Records from a data collection
================

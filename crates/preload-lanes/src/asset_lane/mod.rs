// Copyright 2025 eraflo
//
// Licensed under the Apache License, Version 2.0 (the "License");
// you may not use this file except in compliance with the License.
// You may obtain a copy of the License at
//
//     http://www.apache.org/licenses/LICENSE-2.0
//
// Unless required by applicable law or agreed to in writing, software
// distributed under the License is distributed on an "AS IS" BASIS,
// WITHOUT WARRANTIES OR CONDITIONS OF ANY KIND, either express or implied.
// See the License for the specific language governing permissions and
// limitations under the License.

mod decoder;
mod decoder_set;
mod decoding;

pub use decoder::*;
pub use decoder_set::*;
pub use decoding::*;
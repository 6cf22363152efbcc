// Copyright 2025 eraflo
//
// Licensed under the Apache License, Version 2.0 (the "License");
// you may not use this file except in compliance with the License.
// You may obtain a copy of the License at
//
//     http://www.apache.org/licenses/LICENSE-2.0
//
// Unless required by applicable law or agreed to in writing, software
// distributed under the License is distributed on an "AS IS" BASIS,
// WITHOUT WARRANTIES OR CONDITIONS OF ANY KIND, either express or implied.
// See the License for the specific language governing permissions and
// limitations under the License.

use std::path::PathBuf;
use std::time::Duration;

use anyhow::{Context, Result};
use clap::Parser;
use preload_agents::{AssetLoadingAgent, CycleOutcome};
use preload_core::{AssetKind, LoadedAsset};
use preload_io::{AssetManifest, FileSystemFetcher};

/// Loads every asset of a manifest in one cycle and prints what came back.
#[derive(Parser)]
#[command(name = "sandbox", version, about)]
struct Cli {
    /// Path to the asset manifest (TOML).
    manifest: PathBuf,

    /// Directory asset sources are resolved against. Defaults to the
    /// manifest's directory.
    #[arg(long)]
    root: Option<PathBuf>,

    /// Overrides the manifest's cycle timeout, in milliseconds.
    #[arg(long)]
    timeout_ms: Option<u64>,

    /// Log filter used when RUST_LOG is not set.
    #[arg(long, default_value = "info")]
    log: String,
}

#[tokio::main]
async fn main() -> Result<()> {
    let cli = Cli::parse();
    preload_telemetry::logging::init_logging(&cli.log).context("Failed to initialize logging")?;

    let manifest = AssetManifest::load(&cli.manifest)
        .with_context(|| format!("Failed to read manifest '{}'", cli.manifest.display()))?;
    let root = match cli.root {
        Some(root) => root,
        None => cli
            .manifest
            .parent()
            .map(PathBuf::from)
            .unwrap_or_default(),
    };
    log::info!(
        "Loading {} assets from '{}'",
        manifest.assets.len(),
        root.display()
    );

    let mut agent = AssetLoadingAgent::new(FileSystemFetcher::new(root));
    agent.enqueue_manifest(&manifest);
    if let Some(timeout_ms) = cli.timeout_ms {
        let config = agent
            .config()
            .clone()
            .with_cycle_timeout(Duration::from_millis(timeout_ms));
        agent.set_config(config);
    }
    agent.on_progress(|fraction| log::info!("Progress: {:>5.1}%", fraction * 100.0));

    let outcome = agent.start_loading()?.finished().await;
    match outcome {
        CycleOutcome::Completed { succeeded, failed } => {
            println!("Loaded {succeeded} assets, {failed} failed");
        }
        CycleOutcome::Superseded => println!("Loading cycle was superseded"),
    }

    let table = agent.assets();
    for kind in AssetKind::ALL {
        for key in table.keys(kind) {
            if let Some(asset) = table.get(kind, key) {
                println!("  {kind:<5} {key:<20} {}", describe(asset));
            }
        }
    }
    for entry in &manifest.assets {
        if !table.contains(entry.kind, &entry.key) {
            println!("  {:<5} {:<20} missing", entry.kind, entry.key);
        }
    }

    for (id, value) in agent.metrics().snapshot() {
        log::debug!("{id} = {value:?}");
    }
    Ok(())
}

fn describe(asset: &LoadedAsset) -> String {
    match asset {
        LoadedAsset::Image(image) => format!("{}x{} pixels", image.width, image.height),
        LoadedAsset::Audio(sound) => format!(
            "{:.2}s, {} channel(s) at {} Hz",
            sound.duration_secs(),
            sound.channels,
            sound.sample_rate
        ),
        LoadedAsset::Data(value) => {
            let text = value.to_string();
            match text.char_indices().nth(48) {
                Some((cut, _)) => format!("{}...", &text[..cut]),
                None => text,
            }
        }
    }
}
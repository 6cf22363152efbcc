// Copyright 2025 eraflo
//
// Licensed under the Apache License, Version 2.0 (the "License");
// you may not use this file except in compliance with the License.
// You may obtain a copy of the License at
//
//     http://www.apache.org/licenses/LICENSE-2.0
//
// Unless required by applicable law or agreed to in writing, software
// distributed under the License is distributed on an "AS IS" BASIS,
// WITHOUT WARRANTIES OR CONDITIONS OF ANY KIND, either express or implied.
// See the License for the specific language governing permissions and
// limitations under the License.

//! I/O services: concrete [`AssetFetcher`](preload_core::AssetFetcher)
//! implementations and the TOML asset manifest.

pub mod fetch;
pub mod manifest;

pub use fetch::{FileSystemFetcher, MemoryFetcher};
pub use manifest::{AssetManifest, ManifestEntry, ManifestError};
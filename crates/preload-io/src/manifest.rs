// Copyright 2025 eraflo
//
// Licensed under the Apache License, Version 2.0 (the "License");
// you may not use this file except in compliance with the License.
// You may obtain a copy of the License at
//
//     http://www.apache.org/licenses/LICENSE-2.0
//
// Unless required by applicable law or agreed to in writing, software
// distributed under the License is distributed on an "AS IS" BASIS,
// WITHOUT WARRANTIES OR CONDITIONS OF ANY KIND, either express or implied.
// See the License for the specific language governing permissions and
// limitations under the License.

//! The asset manifest: which assets a game wants loaded up front, and how.
//!
//! ```toml
//! [loader]
//! cycle_timeout_ms = 10000
//!
//! [[assets]]
//! kind = "data"
//! key = "gibbons_facts"
//! source = "assets/data/gibbons_facts.json"
//! ```

use preload_core::{AssetKind, LoadRequest, LoaderConfig};
use serde::{Deserialize, Serialize};
use std::path::{Path, PathBuf};

/// Errors raised while reading a manifest.
#[derive(Debug, thiserror::Error)]
pub enum ManifestError {
    /// The manifest file could not be read.
    #[error("failed to read manifest '{}': {source}", path.display())]
    Io {
        /// The manifest path.
        path: PathBuf,
        /// The underlying I/O error.
        source: std::io::Error,
    },
    /// The manifest is not valid TOML or does not match the schema.
    #[error("failed to parse manifest: {0}")]
    Parse(#[from] toml::de::Error),
    /// An entry is structurally valid but unusable.
    #[error("invalid manifest entry #{index}: {reason}")]
    InvalidEntry {
        /// Zero-based position of the entry in `[[assets]]`.
        index: usize,
        /// What is wrong with it.
        reason: String,
    },
}

/// One `[[assets]]` entry.
#[derive(Debug, Clone, PartialEq, Eq, Serialize, Deserialize)]
pub struct ManifestEntry {
    /// `image`, `audio` or `data` (`json` is accepted too).
    pub kind: AssetKind,
    /// The key the asset is stored under.
    pub key: String,
    /// The location handed to the fetcher.
    pub source: String,
}

impl ManifestEntry {
    /// Converts the entry into a load request.
    pub fn to_request(&self) -> LoadRequest {
        LoadRequest::new(self.kind, self.key.clone(), self.source.clone())
    }
}

/// A parsed asset manifest.
#[derive(Debug, Clone, Default, PartialEq, Eq, Serialize, Deserialize)]
pub struct AssetManifest {
    /// Loader settings.
    #[serde(default)]
    pub loader: LoaderConfig,
    /// The assets to queue, in queue order.
    #[serde(default)]
    pub assets: Vec<ManifestEntry>,
}

impl AssetManifest {
    /// Parses and validates a manifest from TOML text.
    pub fn from_toml_str(text: &str) -> Result<Self, ManifestError> {
        let manifest: AssetManifest = toml::from_str(text)?;
        manifest.validate()?;
        Ok(manifest)
    }

    /// Reads, parses and validates a manifest file.
    pub fn load(path: impl AsRef<Path>) -> Result<Self, ManifestError> {
        let path = path.as_ref();
        let text = std::fs::read_to_string(path).map_err(|source| ManifestError::Io {
            path: path.to_path_buf(),
            source,
        })?;
        log::debug!("Loaded asset manifest from '{}'", path.display());
        Self::from_toml_str(&text)
    }

    /// Rejects entries with blank keys or sources.
    ///
    /// Repeated `(kind, key)` pairs are allowed: the loader keeps the entry that
    /// comes last in queue order.
    pub fn validate(&self) -> Result<(), ManifestError> {
        for (index, entry) in self.assets.iter().enumerate() {
            if entry.key.trim().is_empty() {
                return Err(ManifestError::InvalidEntry {
                    index,
                    reason: "key is empty".to_string(),
                });
            }
            if entry.source.trim().is_empty() {
                return Err(ManifestError::InvalidEntry {
                    index,
                    reason: format!("source for '{}' is empty", entry.key),
                });
            }
        }
        Ok(())
    }

    /// The load requests, in manifest order.
    pub fn requests(&self) -> impl Iterator<Item = LoadRequest> + '_ {
        self.assets.iter().map(ManifestEntry::to_request)
    }
}
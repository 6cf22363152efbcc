// Copyright 2025 eraflo
//
// Licensed under the Apache License, Version 2.0 (the "License");
// you may not use this file except in compliance with the License.
// You may obtain a copy of the License at
//
//     http://www.apache.org/licenses/LICENSE-2.0
//
// Unless required by applicable law or agreed to in writing, software
// distributed under the License is distributed on an "AS IS" BASIS,
// WITHOUT WARRANTIES OR CONDITIONS OF ANY KIND, either express or implied.
// See the License for the specific language governing permissions and
// limitations under the License.

mod file_system;
mod memory;

pub use file_system::FileSystemFetcher;
pub use memory::MemoryFetcher;
// Copyright 2025 eraflo
//
// Licensed under the Apache License, Version 2.0 (the "License");
// you may not use this file except in compliance with the License.
// You may obtain a copy of the License at
//
//     http://www.apache.org/licenses/LICENSE-2.0
//
// Unless required by applicable law or agreed to in writing, software
// distributed under the License is distributed on an "AS IS" BASIS,
// WITHOUT WARRANTIES OR CONDITIONS OF ANY KIND, either express or implied.
// See the License for the specific language governing permissions and
// limitations under the License.

//! One decoding lane per asset kind.

use super::{AssetDecoderLane, AudioDecoderLane, ImageDecoderLane, JsonDataLane};
use preload_core::{
    AssetHandle, AssetKind, ImageData, LoadError, LoadedAsset, SoundData,
};
use std::sync::Arc;

/// The set of lanes a loader uses, one per [`AssetKind`].
///
/// Cloning is cheap; lanes are shared.
#[derive(Clone)]
pub struct DecoderSet {
    image: Arc<dyn AssetDecoderLane<ImageData>>,
    audio: Arc<dyn AssetDecoderLane<SoundData>>,
    data: Arc<dyn AssetDecoderLane<serde_json::Value>>,
}

impl Default for DecoderSet {
    /// `image` for pictures, `hound`/`symphonia` for sound, `serde_json` for data.
    fn default() -> Self {
        Self {
            image: Arc::new(ImageDecoderLane),
            audio: Arc::new(AudioDecoderLane::new()),
            data: Arc::new(JsonDataLane),
        }
    }
}

impl DecoderSet {
    /// Creates the default set of lanes.
    pub fn new() -> Self {
        Self::default()
    }

    /// Replaces the image lane.
    pub fn with_image_lane(mut self, lane: impl AssetDecoderLane<ImageData> + 'static) -> Self {
        self.image = Arc::new(lane);
        self
    }

    /// Replaces the audio lane.
    pub fn with_audio_lane(mut self, lane: impl AssetDecoderLane<SoundData> + 'static) -> Self {
        self.audio = Arc::new(lane);
        self
    }

    /// Replaces the structured-data lane.
    pub fn with_data_lane(
        mut self,
        lane: impl AssetDecoderLane<serde_json::Value> + 'static,
    ) -> Self {
        self.data = Arc::new(lane);
        self
    }

    /// The name of the lane that handles `kind`.
    pub fn strategy_name(&self, kind: AssetKind) -> &'static str {
        match kind {
            AssetKind::Image => self.image.strategy_name(),
            AssetKind::Audio => self.audio.strategy_name(),
            AssetKind::Data => self.data.strategy_name(),
        }
    }

    /// Decodes `bytes` fetched from `location` with the lane for `kind`.
    ///
    /// Any lane error is reported as [`LoadError::Decode`].
    pub fn decode(
        &self,
        kind: AssetKind,
        location: &str,
        bytes: &[u8],
    ) -> Result<LoadedAsset, LoadError> {
        let decoded = match kind {
            AssetKind::Image => self
                .image
                .decode(bytes)
                .map(|image| LoadedAsset::Image(AssetHandle::new(image))),
            AssetKind::Audio => self
                .audio
                .decode(bytes)
                .map(|sound| LoadedAsset::Audio(AssetHandle::new(sound))),
            AssetKind::Data => self
                .data
                .decode(bytes)
                .map(|value| LoadedAsset::Data(AssetHandle::new(value))),
        };

        decoded.map_err(|e| LoadError::decode(kind, location, e))
    }
}

#[cfg(test)]
mod tests {
    use super::*;
    use std::error::Error;

    struct SolidColorLane;

    impl AssetDecoderLane<ImageData> for SolidColorLane {
        fn decode(&self, _bytes: &[u8]) -> Result<ImageData, Box<dyn Error + Send + Sync>> {
            Ok(ImageData {
                pixels: vec![255, 0, 0, 255],
                width: 1,
                height: 1,
            })
        }

        fn strategy_name(&self) -> &'static str {
            "SolidColor"
        }
    }

    #[test]
    fn test_decode_dispatches_on_kind() {
        let decoders = DecoderSet::new();
        let asset = decoders
            .decode(AssetKind::Data, "facts.json", br#"{"born": 1583}"#)
            .unwrap();

        assert_eq!(asset.kind(), AssetKind::Data);
        assert_eq!(asset.as_data().unwrap()["born"], 1583);
    }

    #[test]
    fn test_decode_failure_is_reported_as_decode_error() {
        let decoders = DecoderSet::new();
        let err = decoders
            .decode(AssetKind::Image, "broken.png", b"definitely not a png")
            .unwrap_err();

        match err {
            LoadError::Decode { kind, location, .. } => {
                assert_eq!(kind, AssetKind::Image);
                assert_eq!(location, "broken.png");
            }
            other => panic!("expected a decode error, got {other:?}"),
        }
    }

    #[test]
    fn test_lanes_can_be_replaced() {
        let decoders = DecoderSet::new().with_image_lane(SolidColorLane);
        assert_eq!(decoders.strategy_name(AssetKind::Image), "SolidColor");

        let asset = decoders.decode(AssetKind::Image, "any", &[]).unwrap();
        assert_eq!(asset.as_image().unwrap().pixel(0, 0), Some([255, 0, 0, 255]));
    }
}
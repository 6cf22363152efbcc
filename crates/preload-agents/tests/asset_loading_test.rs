// Copyright 2025 eraflo
//
// Licensed under the Apache License, Version 2.0 (the "License");
// you may not use this file except in compliance with the License.
// You may obtain a copy of the License at
//
//     http://www.apache.org/licenses/LICENSE-2.0
//
// Unless required by applicable law or agreed to in writing, software
// distributed under the License is distributed on an "AS IS" BASIS,
// WITHOUT WARRANTIES OR CONDITIONS OF ANY KIND, either express or implied.
// See the License for the specific language governing permissions and
// limitations under the License.

use std::io::Cursor;
use std::sync::atomic::{AtomicUsize, Ordering};
use std::sync::{Arc, Mutex};
use std::time::Duration;

use anyhow::Result;
use image::{ImageFormat, Rgba, RgbaImage};
use preload_agents::{AssetLoadingAgent, CycleOutcome};
use preload_core::{AssetKind, LoaderConfig};
use preload_io::MemoryFetcher;
use preload_telemetry::{MetricId, MetricsRegistry};

fn png_bytes(width: u32, height: u32) -> Vec<u8> {
    let image = RgbaImage::from_pixel(width, height, Rgba([255, 0, 0, 255]));
    let mut cursor = Cursor::new(Vec::new());
    image.write_to(&mut cursor, ImageFormat::Png).unwrap();
    cursor.into_inner()
}

fn wav_bytes() -> Vec<u8> {
    let spec = hound::WavSpec {
        channels: 1,
        sample_rate: 8000,
        bits_per_sample: 16,
        sample_format: hound::SampleFormat::Int,
    };
    let mut cursor = Cursor::new(Vec::new());
    {
        let mut writer = hound::WavWriter::new(&mut cursor, spec).unwrap();
        for i in 0..800i32 {
            writer.write_sample(((i % 100) * 100) as i16).unwrap();
        }
        writer.finalize().unwrap();
    }
    cursor.into_inner()
}

/// Config for paused-clock tests: decoding stays on the current thread.
fn inline_decoding() -> LoaderConfig {
    LoaderConfig {
        decode_on_blocking_pool: false,
        ..LoaderConfig::default()
    }
}

fn completion_counter(agent: &mut AssetLoadingAgent) -> Arc<AtomicUsize> {
    let fired = Arc::new(AtomicUsize::new(0));
    let counter = fired.clone();
    agent.on_complete(move |_| {
        counter.fetch_add(1, Ordering::SeqCst);
    });
    fired
}

#[tokio::test(flavor = "multi_thread", worker_threads = 2)]
async fn test_loads_every_kind_in_one_cycle() -> Result<()> {
    let fetcher = MemoryFetcher::new()
        .with("img/hero.png", png_bytes(4, 2))
        .with("sfx/click.wav", wav_bytes())
        .with("data/level.json", br#"{"name": "intro", "enemies": 3}"#.to_vec());
    let mut agent = AssetLoadingAgent::new(fetcher);
    agent
        .queue_image("hero", "img/hero.png")
        .queue_audio("click", "sfx/click.wav")
        .queue_data("level", "data/level.json");

    let seen_in_handler = Arc::new(Mutex::new(0usize));
    let seen = seen_in_handler.clone();
    agent.on_complete(move |table| {
        *seen.lock().unwrap() = table.len();
    });

    let cycle = agent.start_loading()?;
    assert_eq!(cycle.total(), 3);
    let outcome = cycle.finished().await;

    assert_eq!(
        outcome,
        CycleOutcome::Completed {
            succeeded: 3,
            failed: 0
        }
    );
    assert_eq!(*seen_in_handler.lock().unwrap(), 3);
    assert!(agent.is_load_complete());
    assert_eq!(agent.progress(), 1.0);

    let hero = agent.image("hero").expect("image should be loaded");
    assert_eq!((hero.width, hero.height), (4, 2));
    assert_eq!(hero.pixel(0, 0), Some([255, 0, 0, 255]));

    let click = agent.sound("click").expect("sound should be loaded");
    assert_eq!(click.channels, 1);
    assert_eq!(click.sample_rate, 8000);
    assert_eq!(click.samples.len(), 800);

    let level = agent.data("level").expect("data should be loaded");
    assert_eq!(level["enemies"], 3);

    // Keys are scoped per kind.
    assert!(agent.get_asset(AssetKind::Data, "hero").is_none());
    Ok(())
}

#[tokio::test(start_paused = true)]
async fn test_progress_is_monotonic_and_ends_at_one() -> Result<()> {
    let fetcher = MemoryFetcher::new();
    for (i, delay_ms) in [40u64, 10, 30, 20, 0].into_iter().enumerate() {
        fetcher.insert_delayed(
            format!("data/{i}.json"),
            format!("{{\"index\": {i}}}"),
            Duration::from_millis(delay_ms),
        );
    }
    let mut agent = AssetLoadingAgent::new(fetcher).with_config(inline_decoding());
    for i in 0..5 {
        agent.queue_data(format!("entry{i}"), format!("data/{i}.json"));
    }
    assert_eq!(agent.counts(), (0, 5));

    let observed = Arc::new(Mutex::new(Vec::new()));
    let sink = observed.clone();
    agent.on_progress(move |fraction| sink.lock().unwrap().push(fraction));

    agent.start_loading()?.finished().await;

    let observed = observed.lock().unwrap().clone();
    assert_eq!(observed, vec![0.2, 0.4, 0.6, 0.8, 1.0]);
    assert_eq!(agent.counts(), (5, 5));
    Ok(())
}

#[tokio::test]
async fn test_failures_count_toward_completion() -> Result<()> {
    let fetcher = MemoryFetcher::new()
        .with("img/broken.png", b"definitely not a png".to_vec())
        .with("data/ok.json", b"[1, 2, 3]".to_vec())
        .with_failure("data/offline.json", "connection refused");
    let mut agent = AssetLoadingAgent::new(fetcher);
    agent
        .queue_image("broken", "img/broken.png")
        .queue_data("ok", "data/ok.json")
        .queue_data("offline", "data/offline.json")
        .queue_audio("missing", "sfx/missing.wav");
    let fired = completion_counter(&mut agent);

    let outcome = agent.start_loading()?.finished().await;

    assert_eq!(
        outcome,
        CycleOutcome::Completed {
            succeeded: 1,
            failed: 3
        }
    );
    assert_eq!(fired.load(Ordering::SeqCst), 1);
    assert!(agent.is_load_complete());
    assert_eq!(agent.progress(), 1.0);
    assert!(agent.image("broken").is_none());
    assert!(agent.get_asset(AssetKind::Data, "offline").is_none());
    assert!(agent.sound("missing").is_none());
    assert_eq!(agent.assets().len(), 1);
    Ok(())
}

#[tokio::test]
async fn test_empty_cycle_completes_asynchronously() -> Result<()> {
    let mut agent = AssetLoadingAgent::new(MemoryFetcher::new());
    let tables = Arc::new(Mutex::new(Vec::new()));
    let sink = tables.clone();
    agent.on_complete(move |table| sink.lock().unwrap().push(table.len()));

    let cycle = agent.start_loading()?;
    // The current-thread runtime has not polled the cycle task yet.
    assert!(tables.lock().unwrap().is_empty());
    assert_eq!(cycle.total(), 0);

    let outcome = cycle.finished().await;

    assert_eq!(
        outcome,
        CycleOutcome::Completed {
            succeeded: 0,
            failed: 0
        }
    );
    assert_eq!(*tables.lock().unwrap(), vec![0]);
    assert!(agent.is_load_complete());
    assert_eq!(agent.progress(), 0.0);
    Ok(())
}

#[tokio::test(start_paused = true)]
async fn test_reset_discards_late_settlements() -> Result<()> {
    let fetcher = MemoryFetcher::new()
        .with_delayed("data/slow.json", b"{}".to_vec(), Duration::from_millis(100));
    let mut agent = AssetLoadingAgent::new(fetcher).with_config(inline_decoding());
    agent.queue_data("slow", "data/slow.json");
    let fired = completion_counter(&mut agent);
    let progress_calls = Arc::new(AtomicUsize::new(0));
    let calls = progress_calls.clone();
    agent.on_progress(move |_| {
        calls.fetch_add(1, Ordering::SeqCst);
    });

    let cycle = agent.start_loading()?;
    tokio::time::sleep(Duration::from_millis(10)).await;
    agent.reset();

    assert_eq!(agent.progress(), 0.0);
    assert_eq!(agent.counts(), (0, 0));
    assert_eq!(cycle.finished().await, CycleOutcome::Superseded);

    // Let the in-flight fetch settle against the abandoned generation.
    tokio::time::sleep(Duration::from_millis(200)).await;

    assert!(agent.data("slow").is_none());
    assert_eq!(agent.counts(), (0, 0));
    assert_eq!(fired.load(Ordering::SeqCst), 0);
    assert_eq!(progress_calls.load(Ordering::SeqCst), 0);
    Ok(())
}

#[tokio::test(start_paused = true)]
async fn test_cycle_timeout_settles_hanging_requests() -> Result<()> {
    let fetcher = MemoryFetcher::new()
        .with_hanging("data/never.json")
        .with("data/ok.json", b"true".to_vec());
    let (sender, receiver) = crossbeam_channel::unbounded();
    let mut agent = AssetLoadingAgent::new(fetcher)
        .with_config(inline_decoding().with_cycle_timeout(Duration::from_secs(2)))
        .with_event_sender(sender);
    agent
        .queue_data("never", "data/never.json")
        .queue_data("ok", "data/ok.json");
    let fired = completion_counter(&mut agent);

    let outcome = agent.start_loading()?.finished().await;

    assert_eq!(
        outcome,
        CycleOutcome::Completed {
            succeeded: 1,
            failed: 1
        }
    );
    assert_eq!(fired.load(Ordering::SeqCst), 1);
    assert!(agent.data("ok").is_some());

    let timed_out = receiver.try_iter().any(|event| {
        matches!(
            event,
            preload_agents::LoadEvent::Settled {
                error: Some(preload_core::LoadError::TimedOut { .. }),
                ..
            }
        )
    });
    assert!(timed_out, "the hanging request should settle as timed out");
    Ok(())
}

#[tokio::test(start_paused = true)]
async fn test_last_request_for_a_key_wins() -> Result<()> {
    // The earlier request settles last; it must not overwrite the later one.
    let fetcher = MemoryFetcher::new()
        .with_delayed("data/old.json", br#""old""#.to_vec(), Duration::from_millis(50))
        .with("data/new.json", br#""new""#.to_vec());
    let mut agent = AssetLoadingAgent::new(fetcher).with_config(inline_decoding());
    agent
        .queue_data("settings", "data/old.json")
        .queue_data("settings", "data/new.json");

    let outcome = agent.start_loading()?.finished().await;

    assert_eq!(
        outcome,
        CycleOutcome::Completed {
            succeeded: 2,
            failed: 0
        }
    );
    let settings = agent.data("settings").expect("settings should be loaded");
    assert_eq!(*settings, serde_json::json!("new"));
    assert_eq!(agent.assets().len(), 1);
    Ok(())
}

#[tokio::test(start_paused = true)]
async fn test_enqueue_while_loading_waits_for_next_cycle() -> Result<()> {
    let fetcher = MemoryFetcher::new()
        .with_delayed("data/a.json", b"1".to_vec(), Duration::from_millis(30))
        .with("data/b.json", b"2".to_vec());
    let mut agent = AssetLoadingAgent::new(fetcher).with_config(inline_decoding());
    agent.queue_data("a", "data/a.json");

    let first = agent.start_loading()?;
    agent.queue_data("b", "data/b.json");

    assert_eq!(agent.counts(), (0, 1));
    assert_eq!(agent.queued(), 1);

    // A second start while loading hands back the running cycle.
    let again = agent.start_loading()?;
    assert_eq!(again.generation(), first.generation());

    first.finished().await;
    assert!(agent.data("b").is_none());

    let second = agent.start_loading()?;
    assert!(second.generation() > again.generation());
    second.finished().await;

    assert!(agent.data("a").is_some());
    assert!(agent.data("b").is_some());
    assert_eq!(agent.counts(), (1, 1));
    Ok(())
}

#[tokio::test]
async fn test_completion_handler_fires_once_per_cycle() -> Result<()> {
    let fetcher = MemoryFetcher::new().with("data/x.json", b"null".to_vec());
    let mut agent = AssetLoadingAgent::new(fetcher);
    let fired = completion_counter(&mut agent);

    agent.queue_data("x", "data/x.json");
    agent.start_loading()?.finished().await;
    agent.queue_data("x", "data/x.json");
    agent.start_loading()?.finished().await;

    assert_eq!(fired.load(Ordering::SeqCst), 2);
    Ok(())
}

#[tokio::test]
async fn test_loader_metrics_track_settlements() -> Result<()> {
    let fetcher = MemoryFetcher::new()
        .with("data/ok.json", b"{}".to_vec())
        .with("data/bad.json", b"{".to_vec());
    let registry = MetricsRegistry::new();
    let mut agent =
        AssetLoadingAgent::new(fetcher).with_metrics_registry(registry.clone())?;
    agent
        .queue_data("ok", "data/ok.json")
        .queue_data("bad", "data/bad.json");

    agent.start_loading()?.finished().await;

    let settled = registry.get(&MetricId::new("assets", "settled_total"))?;
    let failed = registry.get(&MetricId::new("assets", "failed_total"))?;
    let load_time = registry.get(&MetricId::new("assets", "load_time"))?;
    assert_eq!(settled.as_counter(), Some(2));
    assert_eq!(failed.as_counter(), Some(1));
    assert_eq!(load_time.sample_count(), Some(2));
    Ok(())
}

#[tokio::test(flavor = "multi_thread", worker_threads = 2)]
async fn test_undrained_event_channel_does_not_stall_loading() -> Result<()> {
    let fetcher = MemoryFetcher::new();
    for i in 0..4 {
        fetcher.insert(format!("data/{i}.json"), format!("{i}"));
    }
    let (sender, receiver) = crossbeam_channel::bounded(1);
    let mut agent = AssetLoadingAgent::new(fetcher).with_event_sender(sender);
    for i in 0..4 {
        agent.queue_data(format!("entry{i}"), format!("data/{i}.json"));
    }

    let cycle = agent.start_loading()?;
    let outcome = tokio::time::timeout(Duration::from_secs(5), cycle.finished()).await?;

    assert_eq!(
        outcome,
        CycleOutcome::Completed {
            succeeded: 4,
            failed: 0
        }
    );
    // Nobody drained the channel, yet queries still answer.
    assert_eq!(agent.progress(), 1.0);
    assert!(agent.is_load_complete());
    assert!(agent.data("entry3").is_some());
    assert_eq!(receiver.len(), 1);
    Ok(())
}

#[tokio::test]
async fn test_registering_a_handler_replaces_the_previous_one() -> Result<()> {
    let fetcher = MemoryFetcher::new().with("data/x.json", b"{}".to_vec());
    let mut agent = AssetLoadingAgent::new(fetcher);
    agent.queue_data("x", "data/x.json");

    let first_complete = completion_counter(&mut agent);
    let second_complete = completion_counter(&mut agent);

    let first_progress = Arc::new(AtomicUsize::new(0));
    let second_progress = Arc::new(AtomicUsize::new(0));
    let calls = first_progress.clone();
    agent.on_progress(move |_| {
        calls.fetch_add(1, Ordering::SeqCst);
    });
    let calls = second_progress.clone();
    agent.on_progress(move |_| {
        calls.fetch_add(1, Ordering::SeqCst);
    });

    agent.start_loading()?.finished().await;

    assert_eq!(first_complete.load(Ordering::SeqCst), 0);
    assert_eq!(second_complete.load(Ordering::SeqCst), 1);
    assert_eq!(first_progress.load(Ordering::SeqCst), 0);
    assert_eq!(second_progress.load(Ordering::SeqCst), 1);
    Ok(())
}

================

Try it:
Every line above that holds the string "channels" should be copied out.

Expected answer:
            sound.channels,
        channels: 1,
    assert_eq!(click.channels, 1);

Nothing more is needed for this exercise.